### About this exercise
The word "main" appears in some lines of the entries. Say how many, and give nothing but the number.
(Records for the exercise Opens)
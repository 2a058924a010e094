//! taf-launcher: Telegram Auto-Forwarder process launcher
//!
//! Entry point for every process role declared in the Procfile.
//!
//! Usage:
//!   taf-launcher            - Startup guard, then foreground bot hand-off
//!   taf-launcher web        - Keep-alive HTTP responder (web role)
//!   taf-launcher worker     - Direct bot worker launch
//!   taf-launcher release    - Pre-deploy environment check
//!   taf-launcher --help     - Show help

mod bootstrap;
mod release;
mod worker;

use taf_core::{Settings, WebTuning, WorkerClass};
use tracing_subscriber::EnvFilter;

/// Run mode
enum RunMode {
    /// Startup guard followed by the bot hand-off (default)
    Start,
    /// Keep-alive HTTP responder
    Web,
    /// Direct bot worker launch
    Worker,
    /// Pre-deploy environment check
    Release,
    /// Show help
    Help,
    /// Show version
    Version,
}

fn main() -> anyhow::Result<()> {
    let args: Vec<String> = std::env::args().collect();
    let mode = parse_mode(&args);

    match mode {
        RunMode::Help => {
            print_help();
            return Ok(());
        }
        RunMode::Version => {
            println!("taf-launcher {}", env!("CARGO_PKG_VERSION"));
            return Ok(());
        }
        _ => {}
    }

    // Initialize logging
    tracing_subscriber::fmt()
        .with_env_filter(EnvFilter::from_default_env().add_directive("info".parse()?))
        .init();

    // Load .env file
    dotenvy::dotenv().ok();

    // Load configuration
    let settings = Settings::load().map_err(|e| anyhow::anyhow!("Config error: {}", e))?;

    match mode {
        RunMode::Start => {
            let code = bootstrap::run(&settings)?;
            std::process::exit(code);
        }
        RunMode::Worker => {
            let code = worker::run(&settings)?;
            std::process::exit(code);
        }
        RunMode::Release => {
            release::run();
            Ok(())
        }
        RunMode::Web => {
            let flags = args.get(2..).unwrap_or(&[]);
            run_web(flags, settings)
        }
        RunMode::Help | RunMode::Version => Ok(()),
    }
}

/// Parse the subcommand into a run mode. Unknown input shows help.
fn parse_mode(args: &[String]) -> RunMode {
    match args.get(1).map(|s| s.as_str()) {
        None | Some("start") => RunMode::Start,
        Some("web") => RunMode::Web,
        Some("worker") => RunMode::Worker,
        Some("release") => RunMode::Release,
        Some("--version") | Some("-v") => RunMode::Version,
        Some(_) => RunMode::Help,
    }
}

/// Print help message
fn print_help() {
    println!("taf-launcher - Telegram Auto-Forwarder process launcher");
    println!();
    println!("Usage:");
    println!("  taf-launcher             Run the startup guard, then hand off to the bot");
    println!("  taf-launcher start       Same as the default mode");
    println!("  taf-launcher web         Start the keep-alive HTTP responder (web role)");
    println!("  taf-launcher worker      Launch the bot worker directly");
    println!("  taf-launcher release     Print the pre-deploy environment check");
    println!("  taf-launcher --help      Show this help message");
    println!("  taf-launcher --version   Show version");
    println!();
    println!("Environment Variables:");
    println!("  PORT                 Keep-alive HTTP port (default: 8080)");
    println!("  RAILWAY_ENVIRONMENT  Environment name shown in the banner (default: Local)");
    println!("  ENTRY_FILE           Bot entry file checked by the guard (default: main.py)");
    println!("  PYTHON_BIN           Interpreter used to launch the bot (default: python)");
    println!("  API_ID, API_HASH     Bot credentials; presence reported by `release`");
}

/// Run the keep-alive web role with optional tuning flag overrides.
fn run_web(flags: &[String], settings: Settings) -> anyhow::Result<()> {
    let (port, tuning) = apply_web_flags(flags, settings.port, settings.web)?;

    // threads-per-worker drives the runtime size; the web role is the
    // only async mode
    let runtime = tokio::runtime::Builder::new_multi_thread()
        .worker_threads(tuning.threads)
        .enable_all()
        .build()?;
    runtime.block_on(taf_keepalive::start_server(port, &tuning))?;
    Ok(())
}

/// Parse prefork-style tuning flags over the configured defaults.
fn apply_web_flags(
    flags: &[String],
    mut port: u16,
    mut tuning: WebTuning,
) -> anyhow::Result<(u16, WebTuning)> {
    let mut i = 0;
    while i < flags.len() {
        let flag = flags[i].as_str();
        match flag {
            "--preload" => {
                tuning.preload = true;
                i += 1;
            }
            "--worker-class" => {
                let value = flag_value(flags, i, flag)?;
                if value != "sync" {
                    anyhow::bail!("unsupported worker class: {}", value);
                }
                tuning.worker_class = WorkerClass::Sync;
                i += 2;
            }
            "--port" => {
                port = flag_value(flags, i, flag)?.parse()?;
                i += 2;
            }
            "--workers" => {
                tuning.workers = flag_value(flags, i, flag)?.parse()?;
                i += 2;
            }
            "--threads" => {
                tuning.threads = flag_value(flags, i, flag)?.parse()?;
                i += 2;
            }
            "--timeout" => {
                tuning.timeout_secs = flag_value(flags, i, flag)?.parse()?;
                i += 2;
            }
            "--keep-alive" => {
                tuning.keep_alive_secs = flag_value(flags, i, flag)?.parse()?;
                i += 2;
            }
            "--max-requests" => {
                tuning.max_requests = flag_value(flags, i, flag)?.parse()?;
                i += 2;
            }
            "--max-requests-jitter" => {
                tuning.max_requests_jitter = flag_value(flags, i, flag)?.parse()?;
                i += 2;
            }
            "--backlog" => {
                tuning.backlog = flag_value(flags, i, flag)?.parse()?;
                i += 2;
            }
            _ => anyhow::bail!("unknown web flag: {}", flag),
        }
    }
    Ok((port, tuning))
}

fn flag_value<'a>(flags: &'a [String], i: usize, flag: &str) -> anyhow::Result<&'a str> {
    flags
        .get(i + 1)
        .map(|s| s.as_str())
        .ok_or_else(|| anyhow::anyhow!("missing value for {}", flag))
}
//! Worker role: foreground launch of the opaque bot entry point.
//!
//! Everything the bot does (forwarding, sessions, persistence) lives
//! behind this hand-off. This module only launches and waits.

use std::process::Command;

use taf_core::Settings;
use tracing::info;

/// Launch the bot worker directly and adopt its exit code.
pub fn run(settings: &Settings) -> anyhow::Result<i32> {
    spawn(settings, &[])
}

/// Spawn `<interpreter> <entry_file>` in the foreground with extra
/// environment, wait for it, and return its exit code. A child killed by
/// a signal maps to exit code 1.
pub fn spawn(settings: &Settings, extra_env: &[(&str, &str)]) -> anyhow::Result<i32> {
    info!(
        "launching worker: {} {}",
        settings.interpreter, settings.entry_file
    );
    let status = Command::new(&settings.interpreter)
        .arg(&settings.entry_file)
        .envs(extra_env.iter().copied())
        .status()
        .map_err(|e| anyhow::anyhow!("failed to launch {}: {}", settings.interpreter, e))?;
    Ok(status.code().unwrap_or(1))
}

#[cfg(test)]
mod tests {
    use super::*;

    #[test]
    fn test_spawn_propagates_child_exit_code() {
        // use the shell as a stand-in interpreter so the test needs no python
        let dir = tempfile::tempdir().unwrap();
        let entry = dir.path().join("main.py");
        std::fs::write(&entry, "exit 7\n").unwrap();

        let settings = Settings {
            interpreter: "sh".to_string(),
            entry_file: entry.to_str().unwrap().to_string(),
            ..Settings::default()
        };
        assert_eq!(spawn(&settings, &[]).unwrap(), 7);
    }

    #[test]
    fn test_spawn_reports_missing_interpreter() {
        let settings = Settings {
            interpreter: "definitely-not-an-interpreter".to_string(),
            ..Settings::default()
        };
        assert!(spawn(&settings, &[]).is_err());
    }
}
(Records for the exercise Closes)
### Expected output
3